EXERCISE GOAL: Among the entries below, find the lines that hold the word "CliError" and report them.

(Items from a data source)
//! Hotspot user profile handlers.

use tabled::Tabled;

use hotspotctl_core::{Command as CoreCommand, CreateProfileRequest, HotspotProfile, Manager};

use crate::cli::{GlobalOpts, ProfilesArgs, ProfilesCommand};
use crate::error::CliError;
use crate::output;

#[derive(Tabled)]
struct ProfileRow {
    #[tabled(rename = "ID")]
    id: String,
    #[tabled(rename = "Name")]
    name: String,
    #[tabled(rename = "Uptime Limit")]
    limit_uptime: String,
    #[tabled(rename = "Bytes In")]
    limit_bytes_in: String,
    #[tabled(rename = "Bytes Out")]
    limit_bytes_out: String,
    #[tabled(rename = "Rate Limit")]
    rate_limit: String,
    #[tabled(rename = "Shared")]
    shared_users: String,
}

impl From<&HotspotProfile> for ProfileRow {
    fn from(p: &HotspotProfile) -> Self {
        Self {
            id: p.id.to_string(),
            name: p.name.clone(),
            limit_uptime: output::or_dash(p.limit_uptime.as_deref()),
            limit_bytes_in: output::or_dash(p.limit_bytes_in.as_deref()),
            limit_bytes_out: output::or_dash(p.limit_bytes_out.as_deref()),
            rate_limit: output::or_dash(p.rate_limit.as_deref()),
            shared_users: output::or_dash(p.shared_users.as_deref()),
        }
    }
}

pub async fn handle(
    manager: &Manager,
    args: ProfilesArgs,
    global: &GlobalOpts,
) -> Result<(), CliError> {
    match args.command {
        ProfilesCommand::List => {
            let profiles = manager.list_profiles().await?;
            let out = output::render_listing(
                &global.output,
                &profiles,
                |p| ProfileRow::from(p),
                |p| p.name.clone(),
            )?;
            output::print_output(&out, global.quiet);
            Ok(())
        }

        ProfilesCommand::Create {
            name,
            limit_uptime,
            limit_bytes_in,
            limit_bytes_out,
        } => {
            manager
                .execute(CoreCommand::CreateProfile(CreateProfileRequest {
                    name: name.clone(),
                    limit_uptime,
                    limit_bytes_in,
                    limit_bytes_out,
                }))
                .await?;
            output::success(global, &format!("Profile '{name}' created"));
            Ok(())
        }
    }
}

TASK OUTPUT:
use crate::error::CliError;
) -> Result<(), CliError> {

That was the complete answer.